Leída y celebrada en primera instancia según los designios del autor (como «denuncia» que habría actuado sobre la «conciencia nacional» logrando incluso «leyes protectoras del indio» y algunos indicios de modernización en la producción agrícola), Raza de bronce ha sido cuestionada por la crítica más reciente (Rodríguez, Monasterios) que señala, justamente, una imposibilidad de «representar» (en todos los sentidos del término) el mundo indio. La figura del «narrador problemático», esa voz «blanca y letrada» que debe decir de un mundo que le es totalmente ajeno, hace de la reivindicación indigenista una suerte de mistificación ideológica: debiendo «traducir» ese mundo otro, el narrador tiende más bien a «traicionarlo» (idealizándolo, a veces, otras estigmatizándolo bajo la imagen del «bárbaro»). Desde esta perspectiva, Raza de bronce resulta entonces emblemática de una imposibilidad de comprender y asumir al indio como sujeto de la vida nacional. Pero más allá del valor del polémico documento histórico e ideológico, más acá de las nobles y civilizadoras pretensiones del autor que hacen de su aproximación al mundo indio un esfuerzo fatalmente estereotipado, Raza de bronce revela también la potencia de una escritura que llega a dramatizar sus propios dilemas. Imágenes como las de la mazmorra y el río que se lleva a uno de los personajes («el desplome incontenible de los cerros trocados en lodo»), o la de «aquella enorme mole blanca» que con su silencio «en ese concierto del agua y del viento parecía sofocar con su peso la voz grave de los elementos», haciendo «más sensible la insignificancia de la vida animal», realizan algo más que el típico gesto modernista en la descripción del paisaje.
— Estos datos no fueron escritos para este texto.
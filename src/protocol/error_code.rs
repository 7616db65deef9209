// author: kodeholic (powered by Claude)

use crate::error::ProctorError;

/// 1xxx: 연결/인증
pub const NOT_AUTHENTICATED:   u16 = 1000;
pub const INVALID_TOKEN:       u16 = 1001;
pub const ADMIN_ROLE_REQUIRED: u16 = 1002;
pub const INVALID_OPCODE:      u16 = 1003;
pub const INVALID_PAYLOAD:     u16 = 1004;

/// 2xxx: 시그널링
pub const MISSING_STUDENT_ID:  u16 = 2000;
pub const STUDENT_NOT_FOUND:   u16 = 2001;
pub const SESSION_NOT_FOUND:   u16 = 2002;

/// 4xxx: 미디어 엔진
pub const ENGINE_FAILURE:      u16 = 4000;

/// 9xxx: 서버 내부
pub const INTERNAL_ERROR:      u16 = 9000;

/// ProctorError → 에러 코드 변환
/// 에러 응답 패킷 생성 시 사용
pub fn to_error_code(err: &ProctorError) -> u16 {
    match err {
        ProctorError::NotAuthenticated   => NOT_AUTHENTICATED,
        ProctorError::InvalidToken       => INVALID_TOKEN,
        ProctorError::AdminRoleRequired  => ADMIN_ROLE_REQUIRED,
        ProctorError::InvalidOpcode(_)   => INVALID_OPCODE,
        ProctorError::InvalidPayload(_)  => INVALID_PAYLOAD,

        ProctorError::MissingStudentId   => MISSING_STUDENT_ID,
        ProctorError::StudentNotFound(_) => STUDENT_NOT_FOUND,
        ProctorError::SessionNotFound(_) => SESSION_NOT_FOUND,

        ProctorError::EngineFailure(_)   => ENGINE_FAILURE,

        ProctorError::SinkFailure(_)
        | ProctorError::DetectorFailure(_)
        | ProctorError::InternalError(_)
        | ProctorError::IoError(_)       => INTERNAL_ERROR,
    }
}
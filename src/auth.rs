// author: kodeholic (powered by Claude)
// 토큰 검증 시드 — 실제 발급/해시는 인증 서버(외부) 몫이고,
// 시그널링 코어는 verify 계약만 소비한다.
// 감독관 전용 op(ADMIN_OFFER 등)는 Admin 클레임 없이는 라우터에 닿지 못한다.

use serde::{Deserialize, Serialize};

use crate::config;

/// 접속 주체 역할
#[derive(Debug, Clone, Copy, PartialEq, Eq, Serialize, Deserialize)]
#[serde(rename_all = "lowercase")]
pub enum Role {
    Student,
    Admin,
}

impl std::fmt::Display for Role {
    fn fmt(&self, f: &mut std::fmt::Formatter<'_>) -> std::fmt::Result {
        match self {
            Role::Student => write!(f, "student"),
            Role::Admin   => write!(f, "admin"),
        }
    }
}

/// 토큰 검증 결과
#[derive(Debug, Clone)]
pub struct AuthClaims {
    pub role:     Role,
    pub identity: String,
}

/// 토큰 검증 계약 — 운영 배포에서는 JWT 검증기 등으로 교체
pub trait TokenVerifier: Send + Sync {
    fn verify(&self, token: &str) -> Option<AuthClaims>;
}

// ----------------------------------------------------------------------------
// [SharedSecretVerifier] — "<secret>.<role>.<identity>" 형식
// ----------------------------------------------------------------------------

pub struct SharedSecretVerifier {
    secret: String,
}

impl SharedSecretVerifier {
    pub fn new(secret: impl Into<String>) -> Self {
        Self { secret: secret.into() }
    }

    /// 환경변수 PROCTOR_SECRET 우선, 없으면 DEFAULT_SECRET_KEY
    pub fn from_env() -> Self {
        let secret = std::env::var("PROCTOR_SECRET")
            .unwrap_or_else(|_| config::DEFAULT_SECRET_KEY.to_string());
        Self { secret }
    }
}

impl TokenVerifier for SharedSecretVerifier {
    fn verify(&self, token: &str) -> Option<AuthClaims> {
        let mut parts = token.splitn(3, '.');
        if parts.next()? != self.secret {
            return None;
        }
        let role = match parts.next()? {
            "student" => Role::Student,
            "admin"   => Role::Admin,
            _ => return None,
        };
        let identity = parts.next()?;
        if identity.is_empty() {
            return None;
        }
        Some(AuthClaims { role, identity: identity.to_string() })
    }
}
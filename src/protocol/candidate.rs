// author: kodeholic (powered by Claude)
// ICE candidate 문자열 파서
//
// 문법 (공백 구분 고정 필드):
//   candidate:<foundation> <component> <protocol> <priority> <ip> <port>
//       typ <type> [generation <n>] [ufrag <frag>]
//
// 필수 필드 누락/숫자 파싱 실패는 전부 ParseError — 호출자는 해당
// candidate를 버리고 세션은 유지한다. 브라우저가 뒤에 덧붙이는
// network-id / network-cost 등의 알 수 없는 속성 쌍은 무시한다.

use std::fmt;

/// 파싱된 candidate 파라미터
#[derive(Debug, Clone, PartialEq, Eq)]
pub struct CandidateParams {
    pub foundation: String,
    pub component:  u32,
    /// 소문자로 정규화됨 ("udp" / "tcp")
    pub protocol:   String,
    pub priority:   u32,
    pub ip:         String,
    pub port:       u16,
    /// "host" | "srflx" | "prflx" | "relay"
    pub kind:       String,
    pub generation: Option<u32>,
    pub username_fragment: Option<String>,
}

#[derive(Debug, Clone, PartialEq, Eq)]
pub enum CandidateParseError {
    /// "candidate:" 접두사가 없거나 필수 필드 수 미달
    Malformed,
    /// "typ" 키워드 누락
    MissingType,
    /// 숫자 필드 파싱 실패 (필드명)
    BadNumber(&'static str),
}

impl fmt::Display for CandidateParseError {
    fn fmt(&self, f: &mut fmt::Formatter<'_>) -> fmt::Result {
        match self {
            CandidateParseError::Malformed => write!(f, "Invalid candidate format"),
            CandidateParseError::MissingType => write!(f, "Missing 'typ' field"),
            CandidateParseError::BadNumber(field) => write!(f, "Non-numeric field: {}", field),
        }
    }
}

impl std::error::Error for CandidateParseError {}

/// candidate 문자열을 구조화된 파라미터로 파싱
pub fn parse(candidate: &str) -> Result<CandidateParams, CandidateParseError> {
    let mut tokens = candidate.split_whitespace();

    let head = tokens.next().ok_or(CandidateParseError::Malformed)?;
    let foundation = head
        .strip_prefix("candidate:")
        .filter(|f| !f.is_empty())
        .ok_or(CandidateParseError::Malformed)?;

    let component = parse_num(tokens.next(), "component")?;
    let protocol = tokens
        .next()
        .ok_or(CandidateParseError::Malformed)?
        .to_ascii_lowercase();
    let priority = parse_num(tokens.next(), "priority")?;
    let ip = tokens.next().ok_or(CandidateParseError::Malformed)?;

    let port: u32 = parse_num(tokens.next(), "port")?;
    let port = u16::try_from(port).map_err(|_| CandidateParseError::BadNumber("port"))?;

    match tokens.next() {
        Some("typ") => {}
        _ => return Err(CandidateParseError::MissingType),
    }
    let kind = tokens.next().ok_or(CandidateParseError::MissingType)?;

    // 후행 속성 쌍 — generation / ufrag만 수집, 나머지는 무시
    let mut generation = None;
    let mut username_fragment = None;
    while let Some(key) = tokens.next() {
        let value = match tokens.next() {
            Some(v) => v,
            None => break, // 값 없는 고아 키 — 무시
        };
        match key {
            "generation" => {
                generation = Some(parse_num(Some(value), "generation")?);
            }
            "ufrag" => {
                username_fragment = Some(value.to_string());
            }
            _ => {}
        }
    }

    Ok(CandidateParams {
        foundation: foundation.to_string(),
        component,
        protocol,
        priority,
        ip: ip.to_string(),
        port,
        kind: kind.to_string(),
        generation,
        username_fragment,
    })
}

fn parse_num(token: Option<&str>, field: &'static str) -> Result<u32, CandidateParseError> {
    token
        .ok_or(CandidateParseError::Malformed)?
        .parse::<u32>()
        .map_err(|_| CandidateParseError::BadNumber(field))
}

#[cfg(test)]
mod tests {
    use super::*;

    const HOST: &str = "candidate:842163049 1 udp 1677729535 192.168.0.12 54321 typ host";

    #[test]
    fn parse_host_candidate() {
        let params = parse(HOST).unwrap();
        assert_eq!(params.foundation, "842163049");
        assert_eq!(params.component, 1);
        assert_eq!(params.protocol, "udp");
        assert_eq!(params.priority, 1677729535);
        assert_eq!(params.ip, "192.168.0.12");
        assert_eq!(params.port, 54321);
        assert_eq!(params.kind, "host");
        assert_eq!(params.generation, None);
        assert_eq!(params.username_fragment, None);
    }

    #[test]
    fn parse_with_generation_and_ufrag() {
        let s = format!("{} generation 0 ufrag abCD", HOST);
        let params = parse(&s).unwrap();
        assert_eq!(params.generation, Some(0));
        assert_eq!(params.username_fragment, Some("abCD".to_string()));
    }

    #[test]
    fn protocol_is_lowercased() {
        let s = "candidate:1 1 UDP 100 10.0.0.1 9 typ srflx";
        assert_eq!(parse(s).unwrap().protocol, "udp");
    }

    #[test]
    fn trailing_unknown_attributes_are_ignored() {
        // 크롬이 붙이는 network-id / network-cost
        let s = format!("{} generation 0 ufrag x network-id 1 network-cost 10", HOST);
        let params = parse(&s).unwrap();
        assert_eq!(params.generation, Some(0));
        assert_eq!(params.username_fragment, Some("x".to_string()));
    }

    #[test]
    fn missing_typ_is_error() {
        let s = "candidate:1 1 udp 100 10.0.0.1 9 host";
        assert_eq!(parse(s), Err(CandidateParseError::MissingType));
    }

    #[test]
    fn missing_prefix_is_error() {
        let s = "1 1 udp 100 10.0.0.1 9 typ host";
        assert_eq!(parse(s), Err(CandidateParseError::Malformed));
    }

    #[test]
    fn non_numeric_priority_is_error() {
        let s = "candidate:1 1 udp high 10.0.0.1 9 typ host";
        assert_eq!(parse(s), Err(CandidateParseError::BadNumber("priority")));
    }

    #[test]
    fn port_out_of_range_is_error() {
        let s = "candidate:1 1 udp 100 10.0.0.1 70000 typ host";
        assert_eq!(parse(s), Err(CandidateParseError::BadNumber("port")));
    }

    #[test]
    fn truncated_candidate_is_error() {
        assert!(parse("candidate:1 1 udp").is_err());
        assert!(parse("").is_err());
        assert!(parse("candidate:").is_err());
    }

    #[test]
    fn ipv6_address_passes_through() {
        let s = "candidate:3 1 udp 100 2001:db8::1 443 typ relay";
        let params = parse(s).unwrap();
        assert_eq!(params.ip, "2001:db8::1");
        assert_eq!(params.kind, "relay");
    }
}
Se inscribe allí, en efecto, la verdad del drama humano que se juega no ante otros hombres, sino trágicamente ante la biología y las fuerzas de la naturaleza. No en vano la expresión consagrada por el título («raza de bronce»), aparece no en referencia a una heroica fortaleza del pueblo aymara, sino en el comentario que hace el hacendado sobre una fallida violación: «Al verla tan fina nadie hubiese sospechado que esa salvaje tuviese tanta fuerza. Yo la cogí por la cintura y quise echarla al suelo, pero no pude. Es una raza de bronce —confesó Pantoja».